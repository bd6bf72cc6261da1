//! Orphan recovery tests.
//!
//! Drive the scanner against the in-memory store with a recording
//! dispatcher. External collaborators are never reached by recovery, so
//! the fakes here only have to exist.

use std::path::Path;
use std::sync::{Arc, Mutex};
use std::time::Duration;

use async_trait::async_trait;
use chrono::Utc;
use tempfile::TempDir;

use reel_clients::{
    ClientError, ClientResult, ContentDetector, Detection, Downloader, MediaInfo, MediaToolkit,
    ShortsProvider, Transcriber, VadOutcome, VoiceActivityDetector,
};
use reel_media::PoolLayout;
use reel_models::{
    Candidate, DownloadedClip, Job, JobErrorKind, JobStatus, Stage, SubtitleSegment,
};
use reel_store::{
    CheckpointStore, Dispatch, JobDispatcher, JobStore, MemoryStore, StoreResult,
};
use reel_worker::{OrphanRecoveryScanner, SystemClock, WorkerConfig, WorkerContext};

struct UnreachableCollaborators;

#[async_trait]
impl ShortsProvider for UnreachableCollaborators {
    async fn search(&self, _q: &str, _n: usize) -> ClientResult<Vec<Candidate>> {
        Err(ClientError::config("not wired in recovery tests"))
    }
}

#[async_trait]
impl Downloader for UnreachableCollaborators {
    async fn download(&self, _c: &str, _d: &Path) -> ClientResult<DownloadedClip> {
        Err(ClientError::config("not wired in recovery tests"))
    }
}

#[async_trait]
impl Transcriber for UnreachableCollaborators {
    async fn transcribe(&self, _a: &Path, _l: &str) -> ClientResult<Vec<SubtitleSegment>> {
        Err(ClientError::config("not wired in recovery tests"))
    }
}

#[async_trait]
impl ContentDetector for UnreachableCollaborators {
    async fn detect(&self, _v: &Path) -> ClientResult<Detection> {
        Err(ClientError::config("not wired in recovery tests"))
    }
}

#[async_trait]
impl VoiceActivityDetector for UnreachableCollaborators {
    async fn detect_speech(&self, _a: &Path) -> ClientResult<VadOutcome> {
        Err(ClientError::config("not wired in recovery tests"))
    }
}

#[async_trait]
impl MediaToolkit for UnreachableCollaborators {
    async fn probe(&self, _p: &Path) -> ClientResult<MediaInfo> {
        Err(ClientError::config("not wired in recovery tests"))
    }
    async fn normalize(&self, _s: &Path, _d: &Path) -> ClientResult<MediaInfo> {
        Err(ClientError::config("not wired in recovery tests"))
    }
    async fn crop(&self, _p: &Path, _a: &str) -> ClientResult<MediaInfo> {
        Err(ClientError::config("not wired in recovery tests"))
    }
    async fn concat(&self, _i: &[std::path::PathBuf], _d: &Path) -> ClientResult<MediaInfo> {
        Err(ClientError::config("not wired in recovery tests"))
    }
    async fn compose(
        &self,
        _v: &Path,
        _a: &Path,
        _s: &Path,
        _d: &Path,
    ) -> ClientResult<MediaInfo> {
        Err(ClientError::config("not wired in recovery tests"))
    }
    async fn trim(&self, _s: &Path, _d: &Path, _t: f64) -> ClientResult<MediaInfo> {
        Err(ClientError::config("not wired in recovery tests"))
    }
}

#[derive(Default)]
struct RecordingDispatcher {
    dispatched: Mutex<Vec<Dispatch>>,
}

#[async_trait]
impl JobDispatcher for RecordingDispatcher {
    async fn dispatch(&self, dispatch: Dispatch) -> StoreResult<()> {
        self.dispatched.lock().unwrap().push(dispatch);
        Ok(())
    }
}

struct Harness {
    _dir: TempDir,
    store: MemoryStore,
    ctx: Arc<WorkerContext>,
    dispatcher: Arc<RecordingDispatcher>,
}

impl Harness {
    async fn new() -> Self {
        let dir = TempDir::new().unwrap();
        let store = MemoryStore::new();

        let layout = PoolLayout::new(dir.path().join("pool"));
        layout.ensure_dirs().await.unwrap();
        let work_dir = dir.path().join("work");
        tokio::fs::create_dir_all(&work_dir).await.unwrap();

        let collaborators = Arc::new(UnreachableCollaborators);
        let ctx = Arc::new(WorkerContext {
            config: WorkerConfig {
                work_dir: work_dir.to_string_lossy().into_owned(),
                pool_dir: layout.root().to_string_lossy().into_owned(),
                staleness_threshold: Duration::from_secs(300),
                ..Default::default()
            },
            jobs: Arc::new(store.clone()),
            checkpoints: Arc::new(store.clone()),
            ledger: Arc::new(store.clone()),
            shorts: collaborators.clone(),
            downloader: collaborators.clone(),
            transcriber: collaborators.clone(),
            detector: collaborators.clone(),
            vad: collaborators.clone(),
            toolkit: collaborators,
            clock: Arc::new(SystemClock),
            layout,
        });

        Self {
            _dir: dir,
            store,
            dispatcher: Arc::new(RecordingDispatcher::default()),
            ctx,
        }
    }

    fn scanner(&self) -> OrphanRecoveryScanner {
        OrphanRecoveryScanner::new(self.ctx.clone(), self.dispatcher.clone())
    }

    /// A job stuck in `status` whose last update is `idle_secs` ago.
    async fn stuck_job(&self, status: JobStatus, idle_secs: i64) -> Job {
        let mut job = Job::new("stuck", self._dir.path().join("audio.wav"), 3600);
        job.audio_duration = Some(42.0);
        job.target_duration = Some(43.0);
        job.status = status;
        job.updated_at = Utc::now() - chrono::Duration::seconds(idle_secs);
        JobStore::save(&self.store, &job).await.unwrap();
        job
    }

    async fn checkpoint(&self, job: &Job, stages: &[Stage]) {
        for stage in stages {
            CheckpointStore::save(&self.store, &job.id, *stage)
                .await
                .unwrap();
        }
    }

    /// Write the artifact file a resume at `stage` requires.
    async fn write_artifact(&self, job: &Job, name: &str) {
        let dir = self.ctx.job_work_dir(&job.id);
        tokio::fs::create_dir_all(&dir).await.unwrap();
        tokio::fs::write(dir.join(name), b"{}").await.unwrap();
    }
}

#[tokio::test]
async fn test_stale_job_is_requeued_at_exact_resume_stage() {
    let harness = Harness::new().await;
    let job = harness
        .stuck_job(JobStatus::DownloadingCandidates, 600)
        .await;
    harness
        .checkpoint(&job, &[Stage::AnalyzingAudio, Stage::FetchingCandidates])
        .await;
    harness.write_artifact(&job, "candidates.json").await;

    let report = harness.scanner().scan_once().await.unwrap();
    assert_eq!(report.examined, 1);
    assert_eq!(report.resumed, 1);
    assert_eq!(report.failed, 0);

    let recovered = JobStore::get(&harness.store, &job.id).await.unwrap().unwrap();
    assert_eq!(recovered.status, JobStatus::Queued);
    // Baseline of downloading_candidates = completion of fetching.
    assert_eq!(
        recovered.progress,
        Stage::FetchingCandidates.progress_complete()
    );

    let dispatched = harness.dispatcher.dispatched.lock().unwrap();
    assert_eq!(dispatched.len(), 1);
    assert_eq!(dispatched[0].job_id, job.id);
    assert!(dispatched[0].resumed);
}

#[tokio::test]
async fn test_missing_prerequisite_fails_job_permanently() {
    let harness = Harness::new().await;
    let job = harness
        .stuck_job(JobStatus::DownloadingCandidates, 600)
        .await;
    harness
        .checkpoint(&job, &[Stage::AnalyzingAudio, Stage::FetchingCandidates])
        .await;
    // candidates.json deliberately absent

    let report = harness.scanner().scan_once().await.unwrap();
    assert_eq!(report.resumed, 0);
    assert_eq!(report.failed, 1);

    let failed = JobStore::get(&harness.store, &job.id).await.unwrap().unwrap();
    assert_eq!(failed.status, JobStatus::Failed);
    let error = failed.error.unwrap();
    assert_eq!(error.kind, JobErrorKind::Recovery);
    let details = error.details.unwrap();
    assert_eq!(details["stage"], Stage::DownloadingCandidates.as_str());
    assert!(details["missing"]
        .as_str()
        .unwrap()
        .contains("candidate list"));

    assert!(harness.dispatcher.dispatched.lock().unwrap().is_empty());
}

#[tokio::test]
async fn test_leased_job_is_never_double_dispatched() {
    let harness = Harness::new().await;
    let job = harness.stuck_job(JobStatus::Assembling, 600).await;
    harness
        .checkpoint(
            &job,
            &[
                Stage::AnalyzingAudio,
                Stage::FetchingCandidates,
                Stage::DownloadingCandidates,
                Stage::SelectingCandidates,
            ],
        )
        .await;

    // A slow worker still holds the lease: stale timestamps alone must not
    // trigger a resume.
    harness
        .store
        .acquire_lease(&job.id, Duration::from_secs(60))
        .await
        .unwrap();

    let report = harness.scanner().scan_once().await.unwrap();
    assert_eq!(report.examined, 1);
    assert_eq!(report.leased, 1);
    assert_eq!(report.resumed, 0);

    let untouched = JobStore::get(&harness.store, &job.id).await.unwrap().unwrap();
    assert_eq!(untouched.status, JobStatus::Assembling);
    assert!(harness.dispatcher.dispatched.lock().unwrap().is_empty());
}

#[tokio::test]
async fn test_fresh_and_terminal_jobs_are_ignored() {
    let harness = Harness::new().await;

    // Fresh in-flight job: under the staleness threshold.
    harness.stuck_job(JobStatus::Assembling, 10).await;

    // Old but terminal jobs.
    let mut done = harness.stuck_job(JobStatus::Trimming, 600).await;
    done.complete();
    done.updated_at = Utc::now() - chrono::Duration::seconds(600);
    JobStore::save(&harness.store, &done).await.unwrap();

    let mut cancelled = harness.stuck_job(JobStatus::Queued, 600).await;
    cancelled.cancel();
    cancelled.updated_at = Utc::now() - chrono::Duration::seconds(600);
    JobStore::save(&harness.store, &cancelled).await.unwrap();

    let report = harness.scanner().scan_once().await.unwrap();
    assert_eq!(report.examined, 0);
    assert!(harness.dispatcher.dispatched.lock().unwrap().is_empty());

    assert_eq!(
        JobStore::get(&harness.store, &done.id).await.unwrap().unwrap().status,
        JobStatus::Completed
    );
    assert_eq!(
        harness
            .store
            .get(&cancelled.id)
            .await
            .unwrap()
            .unwrap()
            .status,
        JobStatus::Cancelled
    );
}

#[tokio::test]
async fn test_job_with_no_checkpoint_resumes_from_first_stage() {
    let harness = Harness::new().await;
    let job = harness.stuck_job(JobStatus::AnalyzingAudio, 600).await;
    // Resume at analyzing_audio needs the audio file itself.
    tokio::fs::write(&job.audio_path, b"pcm").await.unwrap();

    let report = harness.scanner().scan_once().await.unwrap();
    assert_eq!(report.resumed, 1);

    let recovered = JobStore::get(&harness.store, &job.id).await.unwrap().unwrap();
    assert_eq!(recovered.status, JobStatus::Queued);
    assert_eq!(recovered.progress, 0);
}

#[tokio::test]
async fn test_fully_checkpointed_job_is_redispatched_for_completion() {
    let harness = Harness::new().await;
    let job = harness.stuck_job(JobStatus::Trimming, 600).await;
    harness.checkpoint(&job, &Stage::PIPELINE).await;

    let report = harness.scanner().scan_once().await.unwrap();
    assert_eq!(report.resumed, 1);

    let dispatched = harness.dispatcher.dispatched.lock().unwrap();
    assert_eq!(dispatched.len(), 1);
    assert_eq!(dispatched[0].job_id, job.id);
}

● ● ● ● ●

• [What to work on]: Please retype, exactly as written, every line from the line containing "audio file itself." through the last line of the records above, including both of those lines, and nothing else.

• [Final answer]:
    // Resume at analyzing_audio needs the audio file itself.
    tokio::fs::write(&job.audio_path, b"pcm").await.unwrap();

    let report = harness.scanner().scan_once().await.unwrap();
    assert_eq!(report.resumed, 1);

    let recovered = JobStore::get(&harness.store, &job.id).await.unwrap().unwrap();
    assert_eq!(recovered.status, JobStatus::Queued);
    assert_eq!(recovered.progress, 0);
}

#[tokio::test]
async fn test_fully_checkpointed_job_is_redispatched_for_completion() {
    let harness = Harness::new().await;
    let job = harness.stuck_job(JobStatus::Trimming, 600).await;
    harness.checkpoint(&job, &Stage::PIPELINE).await;

    let report = harness.scanner().scan_once().await.unwrap();
    assert_eq!(report.resumed, 1);

    let dispatched = harness.dispatcher.dispatched.lock().unwrap();
    assert_eq!(dispatched.len(), 1);
    assert_eq!(dispatched[0].job_id, job.id);
}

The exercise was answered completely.